Сказанное выше – ответ на многие письма, где Коротаева чуть ли не ставят в пример Чулкову: смотри, де, как человек пишет – ясно и трогательно...
Говорится это не в укор Коротаеву, но в защиту Б. Чулкова. Каждый поэт имеет в мире свой поэтический мир: свои представления о времени, о людях, о событиях. И относится к миру каждый по- своему: один гневно бичует или неудержимо радуется, другой – тихо грустит или мягко улыбается. Это их право. А право читателя – требовать от поэта, чтобы он не изменял своему пути, чтобы хрусталь не издавал на поверку звук дешевого стекла.
В письме «О стихах двух поэтов» подобный упрек адресован Б. Чулкову: было у поэта «что-то тютчевское», а теперь исчезло. Думается, что автор письма Железняк прав только наполовину. Конечно же, у Тютчева не могла появиться «Музыка», но ведь и Чулков живет во второй половине XX века, и вряд ли может шокировать соседство «уст» с «официантами» и «клиентами» (см. № 102 нашей газеты).

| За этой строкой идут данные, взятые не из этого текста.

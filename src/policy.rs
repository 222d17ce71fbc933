//! Retention policy
//!
//! Decides which keys of an identity may be deleted before a new one is created.

use tracing::debug;

use crate::keys::{classify, ClassifiedKey, Key, SentinelYear, SystemKeyRule};

/// Default number of keys an identity may carry
pub const DEFAULT_MAX_KEYS: usize = 3;

pub struct RetentionPolicy {
    max_keys: usize,
    rule: Box<dyn SystemKeyRule>,
}

impl Default for RetentionPolicy {
    fn default() -> Self {
        Self::new(DEFAULT_MAX_KEYS)
    }
}

impl RetentionPolicy {
    /// Policy using the default year-9999 system key rule
    pub fn new(max_keys: usize) -> Self {
        Self::with_rule(max_keys, SentinelYear::default())
    }

    pub fn with_rule(max_keys: usize, rule: impl SystemKeyRule + 'static) -> Self {
        Self {
            max_keys,
            rule: Box::new(rule),
        }
    }

    pub fn max_keys(&self) -> usize {
        self.max_keys
    }

    pub fn classify(&self, keys: &[Key]) -> Vec<ClassifiedKey> {
        classify(keys, self.rule.as_ref())
    }

    /// Keys to delete, oldest first.
    ///
    /// Nothing is deleted while the listing holds at most `max_keys` keys. Beyond
    /// that, `len - max_keys` user-managed keys are picked in ascending
    /// `validAfter` order; equal timestamps keep listing order and unparsable
    /// timestamps sort first. System-managed keys are never candidates.
    pub fn keys_to_delete(&self, keys: &[Key]) -> Vec<Key> {
        if keys.len() <= self.max_keys {
            return Vec::new();
        }
        let excess = keys.len() - self.max_keys;

        let mut candidates: Vec<Key> = self
            .classify(keys)
            .into_iter()
            .filter(|classified| {
                if classified.is_system_managed() {
                    debug!("Found system managed key: {}", classified.key.name);
                    return false;
                }
                true
            })
            .map(|classified| classified.key)
            .collect();

        // sort_by_key is stable
        candidates.sort_by_key(|key| key.valid_after_time());
        candidates.truncate(excess);
        candidates
    }
}
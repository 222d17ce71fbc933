//! CLI parsing and command execution
//!
//! This module handles command-line argument parsing and routes commands to the appropriate handlers.

use anyhow::{Context, Result};
use clap::{Parser, Subcommand};
use std::path::PathBuf;
use tracing::info;

use gcp_key_sync::config::Config;
use gcp_key_sync::keys::IamClient;
use gcp_key_sync::publish::GitHubClient;
use gcp_key_sync::rotation::RotationCoordinator;
use gcp_key_sync::sync::{SyncOptions, SyncOutcome, SyncRunner};
use gcp_key_sync::validation;

#[derive(Parser)]
#[command(name = "gks")]
#[command(about = "Rotate Google Cloud service account keys into GitHub Actions secrets", long_about = None)]
#[command(version)]
pub struct Cli {
    /// Path to configuration file
    #[arg(short, long, env = "GKS_CONFIG")]
    pub config: Option<PathBuf>,

    /// GitHub token (overrides config file)
    #[arg(long, env = "GITHUB_AUTH_TOKEN", hide_env_values = true)]
    pub github_token: Option<String>,

    /// Google OAuth access token (overrides config file)
    #[arg(long, env = "GOOGLE_OAUTH_ACCESS_TOKEN", hide_env_values = true)]
    pub google_token: Option<String>,

    /// Name of the repository secret to write
    #[arg(long)]
    pub secret_name: Option<String>,

    /// Maximum number of keys kept per service account
    #[arg(long)]
    pub max_keys: Option<usize>,

    /// Repository to service account mapping, repeatable
    #[arg(long = "repo", value_name = "OWNER/REPO=EMAIL")]
    pub repos: Vec<String>,

    /// Stop at the first failed repository
    #[arg(long)]
    pub fail_fast: bool,

    #[command(subcommand)]
    pub command: Commands,
}

#[derive(Subcommand)]
pub enum Commands {
    /// Initialize a sample configuration file
    Init {
        /// Output path for the configuration file
        #[arg(short, long, default_value = "gks-config.toml")]
        output: PathBuf,
    },

    /// Validate the repository mapping without calling any API
    Validate,

    /// List the keys of a service account
    Keys {
        /// Service account email
        service_account: String,
    },

    /// Show which keys a sync would delete
    Plan,

    /// Rotate every mapped service account and publish its new key
    Sync,
}

/// Execute a CLI command
pub async fn execute(cli: Cli) -> Result<()> {
    // Handle init command separately as it doesn't need config
    if let Commands::Init { output } = cli.command {
        Config::create_sample(&output)
            .with_context(|| format!("Failed to create sample config at {:?}", output))?;
        info!("Sample configuration created at {:?}", output);
        return Ok(());
    }

    // Load configuration
    let mut config = if let Some(config_path) = cli.config {
        Config::from_file(&config_path)
            .with_context(|| format!("Failed to load config from {:?}", config_path))?
    } else {
        Config::from_env().context("Failed to load config from environment")?
    };

    // Override with CLI arguments if provided
    if let Some(token) = cli.github_token {
        config.github.token = token;
    }
    if let Some(token) = cli.google_token {
        config.google.access_token = token;
    }
    if let Some(name) = cli.secret_name {
        config.rotation.secret_name = name;
    }
    if let Some(max_keys) = cli.max_keys {
        config.rotation.max_keys = max_keys;
    }
    if cli.fail_fast {
        config.rotation.fail_fast = true;
    }
    for repo in &cli.repos {
        let parsed = validation::parse_repository_map(repo)
            .with_context(|| format!("Invalid --repo value: {}", repo))?;
        validation::merge_repository_map(&mut config.repositories, parsed)
            .with_context(|| format!("Conflicting --repo value: {}", repo))?;
    }

    match cli.command {
        Commands::Init { .. } => unreachable!(), // Handled above

        Commands::Validate => {
            let mappings = config.mappings().context("Invalid repository mapping")?;
            config.secret_name().context("Invalid secret name")?;
            config
                .retention_policy()
                .context("Invalid rotation settings")?;
            println!("Mapping is valid:");
            for mapping in mappings {
                println!("  {} <- {}", mapping.destination, mapping.service_account);
            }
        }

        Commands::Keys { service_account } => {
            let service_account = validation::normalize_service_account(&service_account)
                .context("Invalid service account email")?;
            let policy = config
                .retention_policy()
                .context("Invalid rotation settings")?;
            let iam = create_iam_client(&config)?;
            let coordinator = RotationCoordinator::new(&iam, policy);

            let plan = coordinator
                .plan(&service_account)
                .await
                .context("Failed to list keys")?;
            if plan.keys.is_empty() {
                println!("No keys found for {}", service_account);
            }
            for classified in &plan.keys {
                println!(
                    "  {} [{}] valid {} .. {}",
                    classified.key.name,
                    classified.classification,
                    classified.key.valid_after,
                    classified.key.valid_before
                );
            }
        }

        Commands::Plan => {
            let mappings = config.mappings().context("Invalid repository mapping")?;
            let secret_name = config.secret_name().context("Invalid secret name")?;
            let policy = config
                .retention_policy()
                .context("Invalid rotation settings")?;
            let iam = create_iam_client(&config)?;
            let coordinator = RotationCoordinator::new(&iam, policy);

            for mapping in &mappings {
                let plan = coordinator
                    .plan(&mapping.service_account)
                    .await
                    .with_context(|| format!("Failed to plan {}", mapping.destination))?;
                println!(
                    "{} ({}): {} key(s)",
                    mapping.destination,
                    mapping.service_account,
                    plan.keys.len()
                );
                if plan.to_delete.is_empty() {
                    println!("  [DRY RUN] Would delete nothing");
                }
                for key in &plan.to_delete {
                    println!("  [DRY RUN] Would delete {} (valid after {})", key.name, key.valid_after);
                }
                println!("  [DRY RUN] Would create 1 key and publish it as {}", secret_name);
            }
        }

        Commands::Sync => {
            let mappings = config.mappings().context("Invalid repository mapping")?;
            let secret_name = config
                .secret_name()
                .context("Invalid secret name")?
                .to_string();
            let policy = config
                .retention_policy()
                .context("Invalid rotation settings")?;
            let iam = create_iam_client(&config)?;
            let github = create_github_client(&config)?;

            let runner = SyncRunner::new(
                &iam,
                &github,
                policy,
                SyncOptions {
                    secret_name,
                    fail_fast: config.rotation.fail_fast,
                },
            );
            let report = runner.run_mappings(mappings).await;

            for result in &report.results {
                match &result.outcome {
                    SyncOutcome::Published(status) => {
                        println!("✓ {}: {}", result.mapping.destination, status)
                    }
                    SyncOutcome::RotationFailed(e) => {
                        eprintln!("✗ {}: {}", result.mapping.destination, e)
                    }
                    SyncOutcome::PublishFailed(e) => eprintln!(
                        "✗ {}: key rotated but not published, run sync again: {}",
                        result.mapping.destination, e
                    ),
                    SyncOutcome::Skipped => {
                        eprintln!("- {}: skipped", result.mapping.destination)
                    }
                }
            }

            if !report.is_success() {
                anyhow::bail!(
                    "{} of {} repositories failed",
                    report.failures(),
                    report.results.len()
                );
            }
        }
    }

    Ok(())
}

fn create_iam_client(config: &Config) -> Result<IamClient> {
    if config.google.access_token.is_empty() {
        anyhow::bail!("Google access token not configured. Set GOOGLE_OAUTH_ACCESS_TOKEN or [google] access_token");
    }
    IamClient::new(
        config.google.api_url.clone(),
        config.google.access_token.clone(),
    )
    .context("Failed to create IAM client")
}

fn create_github_client(config: &Config) -> Result<GitHubClient> {
    if config.github.token.is_empty() {
        anyhow::bail!("Unauthorized: no GitHub token present. Set GITHUB_AUTH_TOKEN or [github] token");
    }
    GitHubClient::new(config.github.api_url.clone(), config.github.token.clone())
        .context("Failed to create GitHub client")
}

Думается, что поэт Б. Чулков идет все-таки своим путем, не всегда прямо, подчас оступаясь, но – своим. Его вещи, не вошедшие в первую книгу, подтверждают это мнение: в голосе поэта явственней слышны и радостное удивление солнцу сегодняшнего восхода и тревожный (подчас, к сожалению, болезненный, как ушиб) протест против всего, что мешает людям жить, разъединяет их, заслоняет от глаз великую светлую мозаику большой жизни.

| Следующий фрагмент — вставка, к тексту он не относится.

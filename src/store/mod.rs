//! Storage abstraction for the collection engine.
//!
//! The [`CollectionStore`] trait defines the persistence operations the
//! resolver, toggle controller, and evaluate pipeline need, enabling
//! pluggable backends (SQLite in production, in-memory for tests).
//!
//! Implementations must be `Send + Sync` to work with async runtimes, and
//! must enforce uniqueness on `(candidate, normalized collection name)`
//! and `(user_id, repo_id)` — the engine's read-then-write sequences are
//! not atomic by themselves and rely on these constraints under racing
//! sessions.

pub mod memory;
pub mod sqlite;

pub use memory::MemoryStore;
pub use sqlite::SqliteStore;

use async_trait::async_trait;

use crate::error::EngineError;
use crate::models::{Collection, FileRecord, LabelMap, LikedRepo};

/// Abstract persistence backend.
///
/// # Operations
///
/// | Method | Purpose |
/// |--------|---------|
/// | [`collections_for_candidate`](CollectionStore::collections_for_candidate) | Read a candidate's collections |
/// | [`create_collection`](CollectionStore::create_collection) | Create a collection with its first repo and file |
/// | [`add_file_to_collection`](CollectionStore::add_file_to_collection) | Add a membership edge if absent |
/// | [`add_repo_to_collection`](CollectionStore::add_repo_to_collection) | Add a repository if absent (case-insensitive) |
/// | [`remove_file_from_collection`](CollectionStore::remove_file_from_collection) | Delete a membership edge only |
/// | [`set_collection_score`](CollectionStore::set_collection_score) | Persist an evaluation score |
/// | [`upsert_file`](CollectionStore::upsert_file) | Insert or refresh a file record, keeping labels |
/// | [`set_file_labels`](CollectionStore::set_file_labels) | Replace a file's classification snapshot |
/// | [`delete_like`](CollectionStore::delete_like) / [`insert_like`](CollectionStore::insert_like) | Conflict-driven flip primitives |
#[async_trait]
pub trait CollectionStore: Send + Sync {
    /// All collections in a candidate's scope.
    async fn collections_for_candidate(
        &self,
        candidate: &str,
    ) -> Result<Vec<Collection>, EngineError>;

    /// Read a single collection by id.
    async fn get_collection(&self, collection_id: &str)
        -> Result<Option<Collection>, EngineError>;

    /// Create a collection together with its first repository and file
    /// membership, atomically.
    ///
    /// Fails with [`EngineError::Conflict`] when another collection with
    /// the same `(candidate, normalized name)` already exists.
    async fn create_collection(
        &self,
        collection: &Collection,
        repo_name: &str,
        file_id: &str,
    ) -> Result<(), EngineError>;

    /// Add a file membership edge. Returns `false` when the edge was
    /// already present (no-op).
    async fn add_file_to_collection(
        &self,
        collection_id: &str,
        file_id: &str,
    ) -> Result<bool, EngineError>;

    /// Add a repository to a collection, deduplicated case-insensitively.
    /// Returns `false` when already present (no-op).
    async fn add_repo_to_collection(
        &self,
        collection_id: &str,
        repo_name: &str,
    ) -> Result<bool, EngineError>;

    /// Delete a file membership edge. The file record itself is never
    /// deleted. Returns `false` when no edge existed.
    async fn remove_file_from_collection(
        &self,
        collection_id: &str,
        file_id: &str,
    ) -> Result<bool, EngineError>;

    /// Repositories of a collection, in insertion order.
    async fn collection_repos(&self, collection_id: &str) -> Result<Vec<String>, EngineError>;

    /// Full file records of a collection's members.
    async fn collection_files(&self, collection_id: &str)
        -> Result<Vec<FileRecord>, EngineError>;

    /// Persist an evaluation score onto a collection.
    async fn set_collection_score(
        &self,
        collection_id: &str,
        score: f64,
    ) -> Result<(), EngineError>;

    /// Insert a file record, or refresh its metadata when it already
    /// exists. An existing classification snapshot is kept.
    async fn upsert_file(&self, file: &FileRecord) -> Result<(), EngineError>;

    /// Read a file record by id.
    async fn get_file(&self, file_id: &str) -> Result<Option<FileRecord>, EngineError>;

    /// All saved file records.
    async fn list_files(&self) -> Result<Vec<FileRecord>, EngineError>;

    /// Replace a file's classification snapshot wholesale.
    async fn set_file_labels(&self, file_id: &str, labels: &LabelMap)
        -> Result<(), EngineError>;

    /// Remove a like relation. Returns `true` when a row was deleted.
    async fn delete_like(&self, user_id: &str, repo_id: &str) -> Result<bool, EngineError>;

    /// Insert a like relation. Returns `false` when the pair already
    /// exists (another session applied the like first).
    async fn insert_like(&self, like: &LikedRepo) -> Result<bool, EngineError>;

    /// A user's liked repositories.
    async fn liked_repos(&self, user_id: &str) -> Result<Vec<LikedRepo>, EngineError>;
}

Молодого поэта Коротаева тем более нельзя вроде бы упрекать за «сбой». А между тем последние работы В. Коротаева вызывают неприятное удивление. Поэт по натуре публицистический, горячего темперамента не должен сбиваться на риторику. Рядом с настоящими пафосными вещами – промежуточные, «областные» темы, иногда – любование, бывает – кокетство грустью. Вспомните:
«...Ты веруешь в незыблемость любви,
А я тебя с прохладцею встречаю,
И только по привычке отвечаю
На поцелуи чистые твои...»
Тут все само так и просится на пародию. Но вот стихотворение «В голубом доме». Так называемое «серьезное», «без интима». Правильное стихотворение. Но, может быть, слишком правильное? Гладкое, как лист бумаги, на котором оно написано? Все здесь есть: актуальная тема, удовлетворительная образность, пафосный вывод. Но – длинно, в лоб, «местно». Такой стих пошел бы, пожалуй, с точным адресом. А на поэтическое открытие весу не хватает.
Или другой стих: «Я будто воин в выкованном панцире». Смешно упрекать поэта за нескромность, как это делают некоторые читатели: почему Коротаева хулить, а Маяковского за то же самое – нет? Но побудительный источник упреков понятен: воинственное заявление – не Коротаева, а любого поэта вообще, концовка «картинно в воздухе Повисла». Зачем же мечи ломать?
У В. Коротаева – завидный поэтический дар: поэт рвется в гущу жизни, берется, засучив рукава переделывать мир: уничтожать все, что мешает жить советскому человеку и что под силу уничтожать В. Коротаеву, утверждать коммунистическое отношение между людьми. Его поэтический костюм – не чистоплюйские брючки в дудочку и не вымазанная красками вельветка, а рабочий комбинезон. Обидно, если человек в рабочем комбинезоне вдруг начинает строить не огромные корпуса, а спичечные домики.
Любопытно, что опубликованные в «Дискуссионном клубе» стихи вызвали у читателя тревогу, чтобы не пошли поэты по пути, который «протоптанней и легче» (№104, письмо В. Баскакова). Не случайная тревога.
Повторим: читатель требует, чтобы поэт пел только своим голосом, шел только по своему пути. И еще: шел, а не заплетался ногами за камешки. А в стихах Чулкова и Коротаева проскальзывает тенденция пойти на компромиссы – тематические и чаще – формальные. Можно привести много примеров небрежности, недостаточной работы над словом, над темой. Хочется, чтобы поэты учли это мнение своих читателей.
Мы верим в Б. Чулкова и В. Коротаева, верим в их большое поэтическое будущее, в их большую талантливость. Эту веру читателей молодые поэты должны оправдать.